By: Robert Fisk : originally posted at the independent : :

oct. 11, 2008 :

http://www.truthdig.com/report/item/20081011_collateral_damage_not_much_different_from _targeted_killing/

The coalition forces' & especially the US forces' indiscriminate & deliberate air_strikes on civilians as a revenge for the killing of its own soldiers in Irak & Afghanistan is not much different than targeted killing under Saddam :

the coalition forces & the US are guilty of war crimes & crimes against humanity ...

these repulsive actions are not much different from the targeted killings under Saddam ...

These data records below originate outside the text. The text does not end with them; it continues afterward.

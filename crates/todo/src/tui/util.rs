use std::borrow::Cow;

use ratatui::text::Span;
use unicode_segmentation::UnicodeSegmentation;

/// Terminal columns `text` occupies. Wide characters (CJK, most emoji) count as two.
pub(super) fn display_width(text: &str) -> usize {
    Span::raw(text).width()
}

/// Shorten `input` to at most `max_width` terminal columns, ending with `...`
/// when anything was cut. Graphemes are never split.
pub(super) fn truncate_with_ellipsis(input: &str, max_width: usize) -> Cow<'_, str> {
    const ELLIPSIS: &str = "...";
    const ELLIPSIS_WIDTH: usize = 3;

    if max_width == 0 {
        return Cow::Owned(String::new());
    }

    if display_width(input) <= max_width {
        return Cow::Borrowed(input);
    }

    let (budget, ellipsis) = if max_width <= ELLIPSIS_WIDTH {
        (max_width, "")
    } else {
        (max_width - ELLIPSIS_WIDTH, ELLIPSIS)
    };

    let mut used = 0;
    let mut truncated = String::new();
    for grapheme in input.graphemes(true) {
        let width = display_width(grapheme);
        if used + width > budget {
            break;
        }
        used += width;
        truncated.push_str(grapheme);
    }
    truncated.push_str(ellipsis);
    Cow::Owned(truncated)
}

/// Join `segments` with `separator`, keeping only the leading segments that
/// fit in `max_width` columns. A segment is either shown whole or not at all.
pub(super) fn fit_segments(segments: &[String], separator: &str, max_width: usize) -> String {
    let mut line = String::new();
    let mut used = 0;
    for segment in segments {
        let extra = if line.is_empty() { 0 } else { display_width(separator) };
        let width = extra + display_width(segment);
        if used + width > max_width {
            break;
        }
        if !line.is_empty() {
            line.push_str(separator);
        }
        line.push_str(segment);
        used += width;
    }
    line
}

/// Drop the last grapheme of `text`, so combined characters go in one keypress.
pub(super) fn pop_grapheme(text: &mut String) {
    if let Some((index, _)) = text.grapheme_indices(true).next_back() {
        text.truncate(index);
    }
}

Well; let me not 'bout ur opinions on the matter : i'd appreciate that indeed :

Thanks !

:zwaai:

Soldim
13-10-08, 06:27
Well; let me not 'bout ur opinions on the matter : i'd appreciate that indeed :



't Hele artikel posten maakt opinie vorming makkelijker:


‘Collateral Damage’ Not Much Different From Targeted Killing

Posted on Oct 11, 2008

All kinds of horrors flop on to my Beirut doormat. There’s The Independent’s mobile phone bill, a slew of blood-soaked local Lebanese newspapers—“Saleh Aridi’s blood consolidates [Druze] reconciliation”, was among the goriest of the past few days—and then there are files from the dark memory lane through which all Middle East history has to pass.

The repulsive Baath party archives of Saddam Hussein are the latest to find a place on my coffee table, all marked “Secret”, unpublished—though they formed the basis for the old man’s trial and for his depraved hanging by the Iraqi government more than two years ago. I reprint them now without excuse, for they have a bitter taste in the “new” Iraq and in the “new” Afghanistan about which we still fantasise as we send more Nato troops into Asia’s greatest military graveyard.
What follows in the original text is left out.